A guy behind me said to his date, "You don't get this kind of thing on Broadway." No, that's why it's called GRAND opera.
And then the theatrical excitement at the end of the second act, after Rigoletto's joyous decision to take revenge on the amoral duke -- the happiest and most deeply felt aria in the entire opera, the clamor of the Padua audience and the look of joy and satisfaction on the magnicently weathered baritone's face, as well as the beautiful face of the Gilda -- then they sang an encore! Never mind that they stepped out of the flow -- it was theatrically exciting! Finally the total tragedy at the end as Gilda choses to die for her good-for-nothing love. Tears, not for the act but evoked by the sweetness of her final reprise of the aria about being in heaven with her mother. The heart went through a flow of emotions that would not be possible in real life but in opera -- all of it doubled by Verdi's musical genius ... Bravo! Brava! Viseceral excitement and then the elation of taking that exciting emotional journey.

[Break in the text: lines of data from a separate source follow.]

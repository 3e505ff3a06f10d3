use sea_orm::entity::prelude::*;

#[derive(Clone, Debug, PartialEq, Eq, DeriveEntityModel)]
#[sea_orm(table_name = "facilities")]
pub struct Model {
    #[sea_orm(primary_key, auto_increment = false)]
    pub id: Uuid,
    #[sea_orm(unique)]
    pub code: String,
    pub label: String,
    pub icon: Option<String>,
    pub created_at: DateTimeWithTimeZone,
}

#[derive(Copy, Clone, Debug, EnumIter, DeriveRelation)]
pub enum Relation {
    #[sea_orm(has_many = "super::cafe_facilities::Entity")]
    CafeFacilities,
}

impl Related<super::cafes::Entity> for Entity {
    fn to() -> RelationDef {
        super::cafe_facilities::Relation::Cafes.def()
    }

    fn via() -> Option<RelationDef> {
        Some(super::cafe_facilities::Relation::Facilities.def().rev())
    }
}

impl ActiveModelBehavior for ActiveModel {}
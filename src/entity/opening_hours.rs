use sea_orm::entity::prelude::*;

/// One weekday of a cafe's schedule. `day_of_week` holds the English day
/// name; times are naive wall-clock values.
#[derive(Clone, Debug, PartialEq, Eq, DeriveEntityModel)]
#[sea_orm(table_name = "opening_hours")]
pub struct Model {
    #[sea_orm(primary_key, auto_increment = false)]
    pub id: Uuid,
    pub cafe_id: Uuid,
    pub day_of_week: String,
    pub open_time: Time,
    pub close_time: Time,
    pub is_closed: bool,
    #[sea_orm(column_name = "is_open_24_hours")]
    pub is_open_24_hours: bool,
    pub is_everyday_open: bool,
}

#[derive(Copy, Clone, Debug, EnumIter, DeriveRelation)]
pub enum Relation {
    #[sea_orm(
        belongs_to = "super::cafes::Entity",
        from = "Column::CafeId",
        to = "super::cafes::Column::Id",
        on_delete = "Cascade"
    )]
    Cafes,
}

impl Related<super::cafes::Entity> for Entity {
    fn to() -> RelationDef {
        Relation::Cafes.def()
    }
}

impl ActiveModelBehavior for ActiveModel {}
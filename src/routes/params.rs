use serde::Deserialize;
use utoipa::ToSchema;

#[derive(Debug, Default, Deserialize, ToSchema)]
pub struct Pagination {
    pub page: Option<i64>,
    pub per_page: Option<i64>,
}

impl Pagination {
    pub fn normalize(&self) -> (i64, i64, i64) {
        let page = self.page.unwrap_or(1).max(1);
        let per_page = self.per_page.unwrap_or(20).clamp(1, 100);
        let offset = (page - 1) * per_page;
        (page, per_page, offset)
    }
}

#[cfg(test)]
mod tests {
    use super::*;

    #[test]
    fn defaults_and_clamping() {
        assert_eq!(Pagination::default().normalize(), (1, 20, 0));

        let p = Pagination {
            page: Some(3),
            per_page: Some(10),
        };
        assert_eq!(p.normalize(), (3, 10, 20));

        let p = Pagination {
            page: Some(0),
            per_page: Some(1000),
        };
        assert_eq!(p.normalize(), (1, 100, 0));
    }
}
use serde::{Deserialize, Serialize};
use utoipa::ToSchema;
use uuid::Uuid;

use crate::models::CafeImage;

#[derive(Debug, Deserialize, ToSchema)]
#[serde(rename_all = "camelCase")]
pub struct CreateCafeImageRequest {
    pub cafe_id: Uuid,
    pub image_url: String,
    pub alt: Option<String>,
}

#[derive(Debug, Deserialize, ToSchema)]
#[serde(rename_all = "camelCase")]
pub struct ImageIdQuery {
    pub image_id: Uuid,
}

#[derive(Debug, Deserialize, ToSchema)]
#[serde(rename_all = "camelCase")]
pub struct SetMainImageRequest {
    pub cafe_id: Uuid,
    pub image_id: Uuid,
}

#[derive(Debug, Serialize, ToSchema)]
pub struct CafeImageList {
    pub items: Vec<CafeImage>,
}

#[derive(Debug, Serialize, ToSchema)]
#[serde(rename_all = "camelCase")]
pub struct UploadResponse {
    pub image_url: String,
    pub filename: String,
    pub width: u32,
    pub height: u32,
}
use sea_orm::entity::prelude::*;

#[derive(Clone, Debug, PartialEq, DeriveEntityModel)]
#[sea_orm(table_name = "favorites")]
pub struct Model {
    #[sea_orm(primary_key, auto_increment = false)]
    pub user_id: Uuid,
    #[sea_orm(primary_key, auto_increment = false)]
    pub cafe_id: Uuid,
    pub position: i32,
    pub created_at: DateTimeWithTimeZone,
}

#[derive(Copy, Clone, Debug, EnumIter, DeriveRelation)]
pub enum Relation {
    #[sea_orm(
        belongs_to = "super::users::Entity",
        from = "Column::UserId",
        to = "super::users::Column::Id",
        on_delete = "Cascade"
    )]
    Users,
    #[sea_orm(
        belongs_to = "super::cafes::Entity",
        from = "Column::CafeId",
        to = "super::cafes::Column::Id",
        on_delete = "Cascade"
    )]
    Cafes,
}

impl Related<super::users::Entity> for Entity {
    fn to() -> RelationDef {
        Relation::Users.def()
    }
}

impl Related<super::cafes::Entity> for Entity {
    fn to() -> RelationDef {
        Relation::Cafes.def()
    }
}

impl ActiveModelBehavior for ActiveModel {}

A guy behind me said to his date, "You don't get this kind of thing on Broadway." No, that's why it's called GRAND opera.
Thursday, January 1, 2009
Catching up, Straightening up
Some straightening up today -- which seemed a fitting activity for a new year's day. I found a notebook in which I had kept some clippings I thought I'd use in this blog but they got buried. I'll get to them, I think, now that I know I have them and perhaps add to the pile. For now, a quote from poet Robert Bly.
We did not come to remain whole.
We came to lose our our leaves like the trees,
The trees that are broken
And start again, drawing from the great roots.

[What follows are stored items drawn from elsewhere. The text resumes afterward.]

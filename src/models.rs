use chrono::{DateTime, NaiveTime, Utc};
use serde::{Deserialize, Serialize};
use utoipa::ToSchema;
use uuid::Uuid;

use crate::{
    geo::Coordinates,
    opening_hours::{DayOfWeek, DaySchedule},
};

#[derive(Debug, Clone, Serialize, Deserialize, ToSchema)]
#[serde(rename_all = "camelCase")]
pub struct User {
    pub id: Uuid,
    pub email: String,
    pub name: Option<String>,
    pub role: String,
    pub created_at: DateTime<Utc>,
    pub updated_at: DateTime<Utc>,
}

#[derive(Debug, Clone, PartialEq, Serialize, Deserialize, ToSchema)]
#[serde(rename_all = "camelCase")]
pub struct Facility {
    pub id: Uuid,
    pub code: String,
    pub label: String,
    pub icon: Option<String>,
}

#[derive(Debug, Clone, PartialEq, Serialize, Deserialize, ToSchema)]
#[serde(rename_all = "camelCase")]
pub struct PaymentMethod {
    pub id: Uuid,
    pub code: String,
    pub label: String,
}

#[derive(Debug, Clone, PartialEq, Serialize, Deserialize, ToSchema)]
#[serde(rename_all = "camelCase")]
pub struct CafeImage {
    pub id: Uuid,
    pub cafe_id: Uuid,
    pub image_url: String,
    pub alt: Option<String>,
    pub created_at: DateTime<Utc>,
}

#[derive(Debug, Clone, PartialEq, Serialize, Deserialize, ToSchema)]
#[serde(rename_all = "camelCase")]
pub struct OpeningHour {
    pub id: Uuid,
    pub cafe_id: Uuid,
    pub day_of_week: DayOfWeek,
    #[serde(with = "crate::opening_hours::wall_clock")]
    #[schema(value_type = String, example = "08:00")]
    pub open_time: NaiveTime,
    #[serde(with = "crate::opening_hours::wall_clock")]
    #[schema(value_type = String, example = "22:00")]
    pub close_time: NaiveTime,
    pub is_closed: bool,
    pub is_open_24_hours: bool,
    pub is_everyday_open: bool,
}

impl OpeningHour {
    pub fn schedule(&self) -> DaySchedule {
        DaySchedule {
            day: self.day_of_week,
            open_time: Some(self.open_time),
            close_time: Some(self.close_time),
            is_closed: self.is_closed,
            is_open_24_hours: self.is_open_24_hours,
        }
    }
}

/// Map-view shape of a cafe: everything except opening hours.
#[derive(Debug, Clone, PartialEq, Serialize, Deserialize, ToSchema)]
#[serde(rename_all = "camelCase")]
pub struct CafeSummary {
    pub id: Uuid,
    pub name: String,
    pub slug: String,
    pub address: String,
    pub latitude: Option<f64>,
    pub longitude: Option<f64>,
    pub parking: Option<String>,
    pub price_min: Option<i32>,
    pub price_max: Option<i32>,
    pub price_range: Option<String>,
    pub google_maps_url: Option<String>,
    pub instagram_url: Option<String>,
    pub instagram_username: Option<String>,
    pub main_image_id: Option<Uuid>,
    pub images: Vec<CafeImage>,
    pub payment_methods: Vec<PaymentMethod>,
    pub facilities: Vec<Facility>,
}

impl CafeSummary {
    pub fn coordinates(&self) -> Option<Coordinates> {
        Coordinates::from_optional(self.latitude, self.longitude)
    }
}

#[derive(Debug, Clone, PartialEq, Serialize, Deserialize, ToSchema)]
#[serde(rename_all = "camelCase")]
pub struct CafeDetail {
    #[serde(flatten)]
    pub cafe: CafeSummary,
    pub opening_hours: Vec<OpeningHour>,
}

pub fn split_parking(parking: Option<&str>) -> Vec<&str> {
    parking
        .map(|raw| {
            raw.split(',')
                .map(str::trim)
                .filter(|part| !part.is_empty())
                .collect()
        })
        .unwrap_or_default()
}

/// Canonical `"Motor, Mobil"` form of the parking column; `None` when no
/// category is left.
pub fn normalize_parking(parking: Option<&str>) -> Option<String> {
    let parts = split_parking(parking);
    (!parts.is_empty()).then(|| parts.join(", "))
}

/// Lowercase, ASCII-alphanumeric words joined by dashes.
pub fn slugify(name: &str) -> String {
    let mut slug = String::with_capacity(name.len());
    let mut pending_dash = false;
    for ch in name.chars() {
        if ch.is_ascii_alphanumeric() {
            if pending_dash && !slug.is_empty() {
                slug.push('-');
            }
            pending_dash = false;
            slug.push(ch.to_ascii_lowercase());
        } else {
            pending_dash = true;
        }
    }
    slug
}

/// Drops repeated ids, keeping first occurrences in order.
pub fn dedup_ids(ids: &[Uuid]) -> Vec<Uuid> {
    let mut out = Vec::with_capacity(ids.len());
    for id in ids {
        if !out.contains(id) {
            out.push(*id);
        }
    }
    out
}

#[cfg(test)]
mod tests {
    use super::*;

    #[test]
    fn parking_is_split_and_trimmed() {
        assert_eq!(split_parking(Some("Motor, Mobil")), vec!["Motor", "Mobil"]);
        assert_eq!(split_parking(Some("Motor,,  ")), vec!["Motor"]);
        assert!(split_parking(None).is_empty());
        assert_eq!(normalize_parking(Some(" Motor ,Mobil,")).as_deref(), Some("Motor, Mobil"));
        assert_eq!(normalize_parking(Some(" , ")), None);
    }

    #[test]
    fn slugs() {
        assert_eq!(slugify("Blanco Coffee & Books"), "blanco-coffee-books");
        assert_eq!(slugify("  Kopi  Klotok!! "), "kopi-klotok");
        assert_eq!(slugify("Café 123"), "caf-123");
    }

    #[test]
    fn dedup_keeps_first_occurrence() {
        let a = Uuid::new_v4();
        let b = Uuid::new_v4();
        assert_eq!(dedup_ids(&[a, b, a, b]), vec![a, b]);
    }
}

I have recently read another poem by a person struggling to know how to write poetry. The poem painted a picture of an elderly couple in stereotypical old age distress, he slow to remember things, and struggling with physical ineptness, and she in serious pain, wondering if she had enough medicine, perhaps enough money for more. Many people certainly do have these problems and more. It would be dishonest and destructive to deny the deficits of the elderly. But that is not all people nor all the life of the people who do have the problems.

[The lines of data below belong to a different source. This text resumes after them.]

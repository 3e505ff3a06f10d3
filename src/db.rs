use anyhow::Result;
use sea_orm::{ConnectionTrait, Database, DatabaseConnection, Statement};
use std::path::PathBuf;
use tokio::fs;

pub type DbPool = sqlx::PgPool;
pub type OrmConn = DatabaseConnection;

/// Create a SeaORM connection.
pub async fn create_orm_conn(database_url: &str) -> Result<DatabaseConnection> {
    let conn = Database::connect(database_url).await?;
    Ok(conn)
}

/// The sqlx pool backing the SeaORM connection, used for raw writes.
pub fn pool_of(conn: &DatabaseConnection) -> DbPool {
    conn.get_postgres_connection_pool().clone()
}

/// Minimal migration runner that executes SQL files in `migrations/` in filename order.
/// Statements must be idempotent; returns the number of files applied.
pub async fn run_migrations(conn: &DatabaseConnection) -> Result<usize> {
    let mut entries = fs::read_dir("migrations").await?;
    let mut files: Vec<PathBuf> = Vec::new();
    while let Some(entry) = entries.next_entry().await? {
        let path = entry.path();
        if path.is_file() && path.extension().is_some_and(|ext| ext == "sql") {
            files.push(path);
        }
    }
    files.sort();

    let backend = conn.get_database_backend();
    for file in &files {
        tracing::debug!(file = %file.display(), "applying migration");
        let sql = fs::read_to_string(file).await?;
        // Postgres prepared statements cannot contain multiple commands,
        // so split the migration file and run each statement individually.
        for stmt in sql.split(';') {
            let stmt = stmt.trim();
            if stmt.is_empty() {
                continue;
            }
            let statement = format!("{stmt};");
            conn.execute(Statement::from_string(backend, statement))
                .await?;
        }
    }

    Ok(files.len())
}
use axum::{
    Json, Router,
    extract::{Path, Query, State},
    http::StatusCode,
    routing::{delete, get},
};
use uuid::Uuid;

use crate::{
    dto::catalog::{
        CafeIdQuery, CafePaymentMethodRequest, CreatePaymentMethodRequest, PaymentMethodList,
    },
    error::AppResult,
    middleware::auth::AuthUser,
    models::PaymentMethod,
    response::ApiResponse,
    services::payment_method_service,
    state::AppState,
};

pub fn router() -> Router<AppState> {
    Router::new()
        .route("/", get(list_payment_methods).post(create_payment_method))
        .route("/{id}", delete(delete_payment_method))
}

/// `/api/cafe-payment-methods`
pub fn cafe_router() -> Router<AppState> {
    Router::new().route(
        "/",
        get(list_cafe_payment_methods)
            .post(link_cafe_payment_method)
            .delete(unlink_cafe_payment_method),
    )
}

#[utoipa::path(
    get,
    path = "/api/payment-methods",
    responses(
        (status = 200, description = "Payment methods by label", body = ApiResponse<PaymentMethodList>)
    ),
    tag = "Payment Methods"
)]
pub async fn list_payment_methods(
    State(state): State<AppState>,
) -> AppResult<Json<ApiResponse<PaymentMethodList>>> {
    let resp = payment_method_service::list_payment_methods(&state).await?;
    Ok(Json(resp))
}

#[utoipa::path(
    post,
    path = "/api/payment-methods",
    request_body = CreatePaymentMethodRequest,
    responses(
        (status = 201, description = "Create payment method", body = ApiResponse<PaymentMethod>),
        (status = 409, description = "Code already exists"),
    ),
    security(("bearer_auth" = [])),
    tag = "Payment Methods"
)]
pub async fn create_payment_method(
    State(state): State<AppState>,
    user: AuthUser,
    Json(payload): Json<CreatePaymentMethodRequest>,
) -> AppResult<(StatusCode, Json<ApiResponse<PaymentMethod>>)> {
    let resp = payment_method_service::create_payment_method(&state, &user, payload).await?;
    Ok((StatusCode::CREATED, Json(resp)))
}

#[utoipa::path(
    delete,
    path = "/api/payment-methods/{id}",
    params(
        ("id" = Uuid, Path, description = "Payment method ID")
    ),
    responses(
        (status = 200, description = "Deleted payment method"),
        (status = 404, description = "Payment method not found"),
    ),
    security(("bearer_auth" = [])),
    tag = "Payment Methods"
)]
pub async fn delete_payment_method(
    State(state): State<AppState>,
    user: AuthUser,
    Path(id): Path<Uuid>,
) -> AppResult<Json<ApiResponse<serde_json::Value>>> {
    let resp = payment_method_service::delete_payment_method(&state, &user, id).await?;
    Ok(Json(resp))
}

#[utoipa::path(
    get,
    path = "/api/cafe-payment-methods",
    params(
        ("cafeId" = Uuid, Query, description = "Cafe ID")
    ),
    responses(
        (status = 200, description = "Payment methods of a cafe", body = ApiResponse<PaymentMethodList>)
    ),
    tag = "Payment Methods"
)]
pub async fn list_cafe_payment_methods(
    State(state): State<AppState>,
    Query(query): Query<CafeIdQuery>,
) -> AppResult<Json<ApiResponse<PaymentMethodList>>> {
    let resp = payment_method_service::list_cafe_payment_methods(&state, query.cafe_id).await?;
    Ok(Json(resp))
}

#[utoipa::path(
    post,
    path = "/api/cafe-payment-methods",
    request_body = CafePaymentMethodRequest,
    responses(
        (status = 201, description = "Linked", body = ApiResponse<PaymentMethodList>),
        (status = 400, description = "Unknown payment method"),
        (status = 404, description = "Cafe not found"),
        (status = 409, description = "Already linked"),
    ),
    security(("bearer_auth" = [])),
    tag = "Payment Methods"
)]
pub async fn link_cafe_payment_method(
    State(state): State<AppState>,
    user: AuthUser,
    Json(payload): Json<CafePaymentMethodRequest>,
) -> AppResult<(StatusCode, Json<ApiResponse<PaymentMethodList>>)> {
    let resp = payment_method_service::link_cafe_payment_method(&state, &user, payload).await?;
    Ok((StatusCode::CREATED, Json(resp)))
}

#[utoipa::path(
    delete,
    path = "/api/cafe-payment-methods",
    params(
        ("cafeId" = Uuid, Query, description = "Cafe ID"),
        ("paymentMethodId" = Uuid, Query, description = "Payment method ID"),
    ),
    responses(
        (status = 200, description = "Unlinked"),
        (status = 404, description = "Link not found"),
    ),
    security(("bearer_auth" = [])),
    tag = "Payment Methods"
)]
pub async fn unlink_cafe_payment_method(
    State(state): State<AppState>,
    user: AuthUser,
    Query(query): Query<CafePaymentMethodRequest>,
) -> AppResult<Json<ApiResponse<serde_json::Value>>> {
    let resp = payment_method_service::unlink_cafe_payment_method(&state, &user, query).await?;
    Ok(Json(resp))
}
use wfc_jogja_api::{
    config::AppConfig,
    db::{create_orm_conn, run_migrations},
};

#[tokio::main]
async fn main() -> anyhow::Result<()> {
    dotenvy::dotenv().ok();
    tracing_subscriber::fmt()
        .with_env_filter(
            tracing_subscriber::EnvFilter::try_from_default_env()
                .unwrap_or_else(|_| "info,wfc_jogja_api=debug".into()),
        )
        .init();

    let config = AppConfig::from_env()?;
    let orm = create_orm_conn(&config.database_url).await?;
    let applied = run_migrations(&orm).await?;
    tracing::info!(files = applied, "migrations applied");
    Ok(())
}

One of my clippings has a headline saying the elderly are, by and large, happier than younger people. They were not talking about wealthy/healthy older people, they were talking demographically, statistically. A great many older people have learned to appreciate simpler things, know the importance of noticing what is beautiful around them, are glad for what health and good things they have. They may have to medicate the pain, may have to worry about the money to pay for it, may forget this or that more or less often, and walk more slowly, can be clumsy. All that; as in Bly's poem, they are broken [by the storms of life that they have lived through] but like trees they have deep roots of experience. I don't want to be soppy or to minimize the negative but I am optimistic, I see older people who are active and interesting and very much involved in living.